— Prompt —
Report each line of the data that contains the string "latitude".

— Material supplied —

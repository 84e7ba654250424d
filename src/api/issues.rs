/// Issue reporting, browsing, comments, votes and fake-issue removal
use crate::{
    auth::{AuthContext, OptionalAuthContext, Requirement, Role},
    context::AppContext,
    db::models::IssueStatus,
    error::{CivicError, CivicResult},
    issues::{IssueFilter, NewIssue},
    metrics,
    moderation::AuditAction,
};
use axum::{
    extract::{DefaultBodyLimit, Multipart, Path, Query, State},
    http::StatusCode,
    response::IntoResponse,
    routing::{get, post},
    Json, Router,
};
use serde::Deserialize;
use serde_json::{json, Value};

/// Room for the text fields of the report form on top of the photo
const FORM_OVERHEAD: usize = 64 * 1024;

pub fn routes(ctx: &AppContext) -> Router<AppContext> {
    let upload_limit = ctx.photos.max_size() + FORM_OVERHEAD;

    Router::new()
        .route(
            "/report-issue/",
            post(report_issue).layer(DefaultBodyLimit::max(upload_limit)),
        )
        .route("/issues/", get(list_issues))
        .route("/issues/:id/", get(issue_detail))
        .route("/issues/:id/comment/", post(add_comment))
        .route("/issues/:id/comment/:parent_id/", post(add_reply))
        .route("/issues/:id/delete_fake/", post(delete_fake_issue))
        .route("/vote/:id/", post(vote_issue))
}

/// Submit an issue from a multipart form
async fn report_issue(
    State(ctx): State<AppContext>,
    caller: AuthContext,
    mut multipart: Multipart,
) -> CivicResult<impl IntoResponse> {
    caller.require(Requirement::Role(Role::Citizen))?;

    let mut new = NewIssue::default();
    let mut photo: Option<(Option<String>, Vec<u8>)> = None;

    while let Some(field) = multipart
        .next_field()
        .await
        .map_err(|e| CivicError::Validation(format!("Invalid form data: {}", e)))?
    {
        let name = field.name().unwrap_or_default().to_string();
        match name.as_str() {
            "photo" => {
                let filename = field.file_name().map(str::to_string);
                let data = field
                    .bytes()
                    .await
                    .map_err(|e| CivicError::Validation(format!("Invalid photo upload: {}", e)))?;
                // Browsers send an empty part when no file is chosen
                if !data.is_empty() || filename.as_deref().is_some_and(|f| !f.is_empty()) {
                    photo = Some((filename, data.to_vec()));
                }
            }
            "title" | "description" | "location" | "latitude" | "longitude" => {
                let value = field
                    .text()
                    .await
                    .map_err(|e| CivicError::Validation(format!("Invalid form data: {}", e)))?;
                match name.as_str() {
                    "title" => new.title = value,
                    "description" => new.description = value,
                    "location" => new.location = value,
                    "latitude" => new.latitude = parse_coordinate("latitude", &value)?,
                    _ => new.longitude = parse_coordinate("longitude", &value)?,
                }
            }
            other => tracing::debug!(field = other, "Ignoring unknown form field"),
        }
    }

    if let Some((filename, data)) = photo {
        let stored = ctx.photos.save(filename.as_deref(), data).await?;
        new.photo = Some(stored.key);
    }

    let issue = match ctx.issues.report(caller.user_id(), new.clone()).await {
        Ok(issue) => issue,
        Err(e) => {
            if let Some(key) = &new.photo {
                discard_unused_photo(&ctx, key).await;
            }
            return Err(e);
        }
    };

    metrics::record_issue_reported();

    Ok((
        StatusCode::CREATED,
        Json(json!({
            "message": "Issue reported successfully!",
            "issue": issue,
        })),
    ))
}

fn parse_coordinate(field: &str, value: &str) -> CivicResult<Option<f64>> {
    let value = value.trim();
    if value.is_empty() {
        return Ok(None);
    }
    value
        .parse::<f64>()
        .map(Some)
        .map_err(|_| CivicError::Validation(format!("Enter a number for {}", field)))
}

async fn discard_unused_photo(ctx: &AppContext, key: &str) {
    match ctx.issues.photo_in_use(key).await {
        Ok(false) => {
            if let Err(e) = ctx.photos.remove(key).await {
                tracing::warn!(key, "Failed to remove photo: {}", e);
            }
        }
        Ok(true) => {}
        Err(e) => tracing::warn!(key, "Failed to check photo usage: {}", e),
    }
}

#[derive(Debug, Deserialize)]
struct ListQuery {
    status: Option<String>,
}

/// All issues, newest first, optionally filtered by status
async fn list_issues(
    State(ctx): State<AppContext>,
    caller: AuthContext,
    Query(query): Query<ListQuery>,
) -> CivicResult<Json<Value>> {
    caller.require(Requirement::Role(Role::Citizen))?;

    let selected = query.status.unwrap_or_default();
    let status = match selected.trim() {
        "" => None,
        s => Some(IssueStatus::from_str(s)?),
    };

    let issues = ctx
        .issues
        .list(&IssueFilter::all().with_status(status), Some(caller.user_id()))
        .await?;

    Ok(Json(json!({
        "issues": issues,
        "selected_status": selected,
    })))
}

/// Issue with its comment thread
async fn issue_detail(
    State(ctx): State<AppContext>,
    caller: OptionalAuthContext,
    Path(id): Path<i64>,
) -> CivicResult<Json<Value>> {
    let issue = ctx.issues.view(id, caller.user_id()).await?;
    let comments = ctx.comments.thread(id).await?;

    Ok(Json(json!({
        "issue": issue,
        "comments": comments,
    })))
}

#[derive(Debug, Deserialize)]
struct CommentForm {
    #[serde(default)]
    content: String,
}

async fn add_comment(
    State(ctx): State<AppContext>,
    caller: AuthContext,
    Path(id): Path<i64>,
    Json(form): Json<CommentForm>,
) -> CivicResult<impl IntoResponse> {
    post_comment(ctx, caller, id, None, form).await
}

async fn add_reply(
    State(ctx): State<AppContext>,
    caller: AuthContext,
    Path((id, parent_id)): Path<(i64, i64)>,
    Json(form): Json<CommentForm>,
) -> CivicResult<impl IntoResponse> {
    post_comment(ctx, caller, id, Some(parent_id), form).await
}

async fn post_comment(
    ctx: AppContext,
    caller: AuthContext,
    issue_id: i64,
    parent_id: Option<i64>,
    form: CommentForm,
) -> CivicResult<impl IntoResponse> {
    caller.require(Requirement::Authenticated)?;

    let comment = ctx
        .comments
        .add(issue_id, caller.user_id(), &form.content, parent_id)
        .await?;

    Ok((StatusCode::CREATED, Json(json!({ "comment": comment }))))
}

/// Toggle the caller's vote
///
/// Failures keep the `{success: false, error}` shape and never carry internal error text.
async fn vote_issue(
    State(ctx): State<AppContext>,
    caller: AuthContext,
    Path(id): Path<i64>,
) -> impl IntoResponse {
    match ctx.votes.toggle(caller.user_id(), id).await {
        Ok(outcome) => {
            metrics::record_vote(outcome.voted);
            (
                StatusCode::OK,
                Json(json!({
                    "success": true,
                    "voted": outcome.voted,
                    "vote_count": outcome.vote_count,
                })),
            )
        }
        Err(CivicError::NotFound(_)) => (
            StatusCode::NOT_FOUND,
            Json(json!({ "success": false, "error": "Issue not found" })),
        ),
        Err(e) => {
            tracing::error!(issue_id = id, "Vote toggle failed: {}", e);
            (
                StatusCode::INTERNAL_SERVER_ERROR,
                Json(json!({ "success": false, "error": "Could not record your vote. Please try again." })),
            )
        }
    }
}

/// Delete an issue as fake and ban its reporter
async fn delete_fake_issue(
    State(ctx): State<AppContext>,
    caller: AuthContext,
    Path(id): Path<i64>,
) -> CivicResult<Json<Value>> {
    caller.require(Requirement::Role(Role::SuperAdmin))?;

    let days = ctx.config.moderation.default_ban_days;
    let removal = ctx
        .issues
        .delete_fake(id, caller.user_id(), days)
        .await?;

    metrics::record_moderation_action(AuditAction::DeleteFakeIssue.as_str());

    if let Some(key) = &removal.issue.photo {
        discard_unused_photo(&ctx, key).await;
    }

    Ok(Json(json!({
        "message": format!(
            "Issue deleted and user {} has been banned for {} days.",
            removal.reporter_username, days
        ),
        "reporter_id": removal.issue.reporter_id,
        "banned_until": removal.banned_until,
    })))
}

— Task response —
            "title" | "description" | "location" | "latitude" | "longitude" => {
                    "latitude" => new.latitude = parse_coordinate("latitude", &value)?,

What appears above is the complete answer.